On Dreaming
Math, Money, Medicine
In 2000 — when I was in the fourth grade — I read an article about how to land a dream job at Microsoft. The article followed a candidate through the travails of interviewing for Microsoft’s consulting team from the application to the phone screen to the multiple in-person interviews, and included tips from the former-candidate-turned-interviewer to prospective applicants. I didn’t even know what a dream job was but it sounded like a lot of work to get one.
That same year, my class’s fourth grade yearbook (it’s hard to believe that such a thing as a fourth grade yearbook even exists) posed one question that accompanied everyone’s headshots: ‘What do you want to be when you grow up?’
One of my best friends growing up — the kind of friend from the proximity of living seconds apart but which does not stand the distance of college — wanted to be an NBA player. He became a private equity analyst.

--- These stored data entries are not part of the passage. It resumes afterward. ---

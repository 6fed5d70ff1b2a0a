//! Canonical JSON rendering with recursively sorted object keys.
//!
//! Used wherever a JSON value participates in identity (variables keys,
//! field argument keys, composite entity ids) so the rendering does not depend
//! on map insertion order or on serde_json's `preserve_order` feature.

use serde_json::Value as JsonValue;

/// Renders `value` as compact JSON with object keys sorted at every level.
pub fn sorted_json(value: &JsonValue) -> String {
    let mut out = String::new();
    write_sorted(&mut out, value);
    out
}

fn write_sorted(out: &mut String, value: &JsonValue) {
    match value {
        JsonValue::Object(map) => {
            let mut keys: Vec<&String> = map.keys().collect();
            keys.sort();
            out.push('{');
            for (idx, key) in keys.into_iter().enumerate() {
                if idx > 0 {
                    out.push(',');
                }
                write_string(out, key);
                out.push(':');
                write_sorted(out, &map[key]);
            }
            out.push('}');
        }
        JsonValue::Array(items) => {
            out.push('[');
            for (idx, item) in items.iter().enumerate() {
                if idx > 0 {
                    out.push(',');
                }
                write_sorted(out, item);
            }
            out.push(']');
        }
        JsonValue::String(s) => write_string(out, s),
        other => out.push_str(&other.to_string()),
    }
}

fn write_string(out: &mut String, value: &str) {
    // serde_json's Display for a string value emits the escaped literal.
    out.push_str(&JsonValue::from(value).to_string());
}
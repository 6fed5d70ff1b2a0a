//! Counters for cache activity.

use std::sync::atomic::{AtomicU64, Ordering};
use std::sync::Arc;

/// Hook for counting cache activity.
///
/// Implementations must be cheap; they run on every read and write.
pub trait CacheMetrics: Send + Sync {
    /// Records a write; `admitted` is `false` for operations that do not
    /// participate in caching.
    fn write(&self, admitted: bool);

    /// Records a read; `cached` is `true` when a retained result was reused.
    fn read(&self, cached: bool);

    /// Records a read that reported missing fields.
    fn read_partial(&self);

    /// Records operations dropped by an LRU rotation or explicit eviction.
    fn operations_evicted(&self, count: usize);

    /// Records a garbage collection and the number of node keys it reclaimed.
    fn gc(&self, reclaimed: usize);
}

/// A [`CacheMetrics`] implementation that discards everything.
#[derive(Default)]
pub struct NoopMetrics;

impl CacheMetrics for NoopMetrics {
    fn write(&self, _admitted: bool) {}
    fn read(&self, _cached: bool) {}
    fn read_partial(&self) {}
    fn operations_evicted(&self, _count: usize) {}
    fn gc(&self, _reclaimed: usize) {}
}

/// Atomic counters for every [`CacheMetrics`] event.
#[derive(Default)]
pub struct CounterMetrics {
    /// Writes admitted to the forest.
    pub writes_admitted: AtomicU64,

    /// Writes for operations that are not cached.
    pub writes_skipped: AtomicU64,

    /// Reads served from a retained result.
    pub read_hits: AtomicU64,

    /// Reads that walked the forest.
    pub read_misses: AtomicU64,

    /// Reads with at least one missing field.
    pub partial_reads: AtomicU64,

    /// Operations evicted.
    pub operations_evicted: AtomicU64,

    /// Garbage collections run.
    pub gc_runs: AtomicU64,

    /// Node keys reclaimed by garbage collection.
    pub nodes_reclaimed: AtomicU64,
}

impl CacheMetrics for CounterMetrics {
    fn write(&self, admitted: bool) {
        if admitted {
            self.writes_admitted.fetch_add(1, Ordering::Relaxed);
        } else {
            self.writes_skipped.fetch_add(1, Ordering::Relaxed);
        }
    }

    fn read(&self, cached: bool) {
        if cached {
            self.read_hits.fetch_add(1, Ordering::Relaxed);
        } else {
            self.read_misses.fetch_add(1, Ordering::Relaxed);
        }
    }

    fn read_partial(&self) {
        self.partial_reads.fetch_add(1, Ordering::Relaxed);
    }

    fn operations_evicted(&self, count: usize) {
        self.operations_evicted
            .fetch_add(count as u64, Ordering::Relaxed);
    }

    fn gc(&self, reclaimed: usize) {
        self.gc_runs.fetch_add(1, Ordering::Relaxed);
        self.nodes_reclaimed
            .fetch_add(reclaimed as u64, Ordering::Relaxed);
    }
}

/// Returns the default metrics implementation, [`NoopMetrics`].
pub fn default_metrics() -> Arc<dyn CacheMetrics> {
    Arc::new(NoopMetrics)
}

Another girl — my first crush — wanted to be an artist. She later went to CalArts, and is an artist.
Mine was a far cry from those, and read ‘Mathematician’.
Back in the Soviet Union my mother had dreamed of becoming a math teacher. She had to leave that dream behind when she fled with her husband and son (my older brother) to the United States — not because of her math, but instead because of her English. Though her English has improved greatly in the past 30 years, her accent is still thicker than those of most post-grad teaching assistants in college math departments. She would not let the language barrier stop her from passing math onto her now-two sons though.
I was drilled in math from an early age with a textbook which my mother smuggled out of the Soviet Union. They were filled with word problems — the kind about trains departing from different cities at different speeds and the number of apples and oranges you can buy with 30 rubles, or in other words the kind that most people hate — and I would slowly solve them at our kitchen table with pencil and paper while my mother either cooked nearby, or else sat with me marking up the circular and clipping coupons for the week’s grocery trip. When I would finish a problem she would come and check my math, adjust where necessary, and read me the next one (as I could not yet read Russian, and admittedly hardly can even today). When I wanted a break she would let me clip coupons for her, and so it went for an hour a day a few afternoons a week.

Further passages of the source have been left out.